• MAMMUTH de Gustave KEVERN et Benoît DELEPINE

     

     

     

    mammuth

     

    Gustave Kervern et Benoît Delépine continuent de tracer leur route singulière au sein d'un cinéma français de plus en plus conformiste et ankylosé dans ses propres contradictions. Les deux compères qui sont surtout connus du grand public part leur participation régulière aux émissions de Groland sur Canal+ reviennent donc pour un quatrième film qui creuse le sillon de leur univers à la fois absurde et désespérant. Mammuth est un film qui ne s'impose pas fatalement à sa première vision mais qui vous trotte ensuite longtemps dans la tête comme un sentiment paradoxale de joyeux cafard.
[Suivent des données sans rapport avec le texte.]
use crate::error::{Chip8Error, Result};
use crate::memory::CHIP8_PROGRAM_ADDR;
use crate::word::{Byte, Short};
use std::fmt;

pub const REGISTER_COUNT: usize = 16;
pub const STACK_DEPTH: usize = 16;

/// VF doubles as the carry/borrow/collision flag
pub const FLAG_REGISTER: usize = 0xf;

/// Programmer-visible machine state.
///
/// `sp` counts entries: `stack[sp - 1]` is the most recent return address and
/// `stack[sp]` is the next free slot.
#[derive(Clone, Debug)]
pub struct RegisterFile {
    pub v: [Byte; REGISTER_COUNT],
    pub i: Short,
    pub pc: Short,
    pub stack: [Short; STACK_DEPTH],
    pub sp: Byte,
    pub dt: Byte,
    pub st: Byte,
}

impl RegisterFile {
    pub fn new() -> Self {
        RegisterFile {
            v: [Byte::ZERO; REGISTER_COUNT],
            i: Short::ZERO,
            pc: Short::from(CHIP8_PROGRAM_ADDR),
            stack: [Short::ZERO; STACK_DEPTH],
            sp: Byte::ZERO,
            dt: Byte::ZERO,
            st: Byte::ZERO,
        }
    }

    pub fn v(&self, x: usize) -> Byte {
        self.v[x]
    }

    pub fn set_v(&mut self, x: usize, value: Byte) {
        self.v[x] = value;
    }

    pub fn flag(&self) -> Byte {
        self.v[FLAG_REGISTER]
    }

    pub fn set_flag(&mut self, set: bool) {
        self.v[FLAG_REGISTER] = Byte::from(set as u8);
    }

    pub fn advance(&mut self, by: u16) {
        self.pc = self.pc.add(by);
    }

    /// push a return address
    pub fn push(&mut self, addr: Short) -> Result<()> {
        let sp = usize::from(self.sp);
        if sp >= STACK_DEPTH {
            return Err(Chip8Error::StackOverflow {
                pc: self.pc.value(),
            });
        }
        self.stack[sp] = addr;
        self.sp = self.sp.add(1u8);
        Ok(())
    }

    /// pop the most recent return address
    pub fn pop(&mut self) -> Result<Short> {
        if self.sp == 0 {
            return Err(Chip8Error::StackUnderflow {
                pc: self.pc.value(),
            });
        }
        self.sp = self.sp.sub(1u8);
        Ok(self.stack[usize::from(self.sp)])
    }

    /// decay both timers by `ticks` 60 Hz periods, stopping at zero
    pub fn tick_timers(&mut self, ticks: u32) {
        let decay = |t: Byte| Byte::from(u32::from(t.value()).saturating_sub(ticks) as u8);
        self.dt = decay(self.dt);
        self.st = decay(self.st);
    }

    /// should the tone be audible?
    pub fn sound_active(&self) -> bool {
        self.st > Byte::ZERO
    }
}

impl Default for RegisterFile {
    fn default() -> Self {
        Self::new()
    }
}

/// one-line summary, used by the trace log
impl fmt::Display for RegisterFile {
    fn fmt(&self, f: &mut fmt::Formatter<'_>) -> fmt::Result {
        write!(f, "V=[")?;
        for (n, v) in self.v.iter().enumerate() {
            if n > 0 {
                write!(f, " ")?;
            }
            write!(f, "{:02x}", v)?;
        }
        write!(
            f,
            "] I={:03x} SP={} DT={:02x} ST={:02x}",
            self.i,
            self.sp.value(),
            self.dt,
            self.st
        )
    }
}
//! # modkit
//!
//! **modkit** is a state-machine-governed module execution framework for
//! Rust: composable units of work ("modules") with a formal lifecycle,
//! combinators for sequential pipelines and parallel groups, and retry
//! loops driven by pluggable termination strategies.
//!
//! ## Architecture
//! ### Overview
//! ```text
//!                 ┌─────────────────────────────────────────────┐
//!                 │  Module tree (one shared Context per tree)  │
//!                 │                                             │
//!                 │   Process ──► [Step, Step, Chunk, Counter]  │
//!                 │                       │         │           │
//!                 │              [Step, Step]     Step          │
//!                 └──────────────┬──────────────────────────────┘
//!                                │ every committed transition
//!                                ▼
//!                     StateHandler (sync, per module)
//!                                │ BusHandler
//!                                ▼
//!                      Bus (broadcast channel)
//!                                │ SubscriberSet::attach
//!                ┌───────────────┼───────────────┐
//!                ▼               ▼               ▼
//!          [queue S1]      [queue S2]      [queue SN]
//!           worker S1       worker S2       worker SN
//!                ▼               ▼               ▼
//!          sub1.on_event   sub2.on_event   subN.on_event
//! ```
//!
//! ### Lifecycle
//! Every module holds exactly one [`ProcessState`]; the transition table
//! is identical for every module and an illegal request is refused with
//! `false`, never raised:
//! ```text
//! Ready ──start()──► Running ──► Succeeded / Failed / Stopped
//!   ▲                │    ▲
//!   │                ▼    │ (loop delay)
//!   │             Waiting ┘
//!   └──────reset()─────── (terminal states return to Ready)
//! ```
//!
//! ## Features
//! | Area           | Description                                             | Key types / traits                       |
//! |----------------|---------------------------------------------------------|------------------------------------------|
//! | **Modules**    | Leaf steps and the base contract.                       | [`Module`], [`Step`], [`Work`], [`StepFn`] |
//! | **Composites** | Sequential, parallel, and single-worker composition.    | [`Process`], [`Chunk`], [`Container`]    |
//! | **Loops**      | Count/clock-bounded re-runs with pluggable termination. | [`Counter`], [`Repeater`], [`Timer`], [`Controller`] |
//! | **Context**    | Shared typed key/value store per tree.                  | [`Context`]                              |
//! | **Observers**  | Transition observers and the async event stream.        | [`StateHandler`], [`Bus`], [`Subscribe`] |
//! | **Errors**     | Typed failure chains for every composite.               | [`ModuleError`], [`WorkError`]           |
//!
//! ## Optional features
//! - `logging`: exports a simple built-in [`LogWriter`] _(demo/reference only)_.
//!
//! ## Example
//! ```rust
//! use std::sync::Arc;
//! use modkit::{
//!     Counter, LoopPolicy, Module, ModuleMeta, Process, ProcessState, Step, WorkError,
//! };
//!
//! #[tokio::main(flavor = "current_thread")]
//! async fn main() -> Result<(), Box<dyn std::error::Error>> {
//!     // A pipeline of two steps sharing one context.
//!     let pipeline = Process::new(ModuleMeta::new("ingest", "1.0.0"));
//!
//!     pipeline.deploy(Arc::new(Step::from_fn(
//!         ModuleMeta::new("fetch", "1.0.0"),
//!         |ctx, _token| async move {
//!             ctx.set("rows", 42u64);
//!             Ok::<_, WorkError>(true)
//!         },
//!     )));
//!
//!     // Retry the flaky load step up to 3 times.
//!     let load = Arc::new(Step::from_fn(
//!         ModuleMeta::new("load", "1.0.0"),
//!         |ctx, _token| async move { Ok::<_, WorkError>(ctx.get_or("rows", 0u64) > 0) },
//!     ));
//!     pipeline.deploy(Arc::new(Counter::new(
//!         ModuleMeta::new("load-retry", "1.0.0"),
//!         load,
//!         3,
//!         LoopPolicy::default(),
//!     )));
//!
//!     pipeline.start().await?;
//!     assert_eq!(pipeline.state(), ProcessState::Succeeded);
//!     Ok(())
//! }
//! ```

mod context;
mod error;
mod events;
mod loops;
mod modules;
mod observers;
mod policies;
mod state;
mod subscribers;

// ---- Public re-exports ----

pub use context::Context;
pub use error::{ModuleError, WorkError};
pub use events::{Bus, Event, EventKind};
pub use loops::{ClockController, Controller, CountController, Counter, Repeater, Timer};
pub use modules::{Bundle, Chunk, Container, Module, ModuleMeta, ModuleRef, Process, Step, StepFn, Work};
pub use observers::{BusHandler, StateHandler};
pub use policies::{JitterPolicy, LoopPolicy};
pub use state::{Lifecycle, ProcessState};
pub use subscribers::{StateTracker, Subscribe, SubscriberSet};

// Optional: expose a simple built-in logger subscriber (demo/reference).
// Enable with: `--features logging`
#[cfg(feature = "logging")]
pub use subscribers::LogWriter;
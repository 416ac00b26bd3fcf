//! Loop configuration policies.
//!
//! [`LoopPolicy`] bundles the knobs shared by every loop composite
//! (inter-iteration delay, jitter, error handling, early exit);
//! [`JitterPolicy`] randomizes the delay to desynchronize sibling loops.

mod jitter;
mod loop_policy;

pub use jitter::JitterPolicy;
pub use loop_policy::LoopPolicy;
Mammuth est une œuvre malade, sans doute bourré de défauts, mais qui possède la qualité primordiale des grands films celle d'avancer tête baissée dans un univers personnel et radical quitte à laisser une grande majorité de spectateurs sur le bord de la route.

     

    Mammuth est un film d'actualité sans le vouloir et une comédie sociale dans la veine de Louise Michel le précédent film de Kervern et Delépine. Serge Pilardosse (Gerard Depardieu) est un ouvrier modèle de la vieille école, un type qui bosse sans interruption depuis qu'il a seize ans sans se plaindre, sans jamais être en retard ni malade. Puis arrive l'heure de la retraite et pour Serge c'est l'ennuie mortel et les problèmes administratifs puisque il lui manque quelques attestations et feuilles de paye pour toucher ses indemnités de retraite. Poussé par sa femme et le besoin de pognon Serge enfourche sa vieille moto et part à la recherche de ses anciens employeurs afin de récupérer quelques attestations manquantes, un retour vers le passé qui pourrait marqué pour Serge à la fois une rédemption et une nouvelle jeunesse....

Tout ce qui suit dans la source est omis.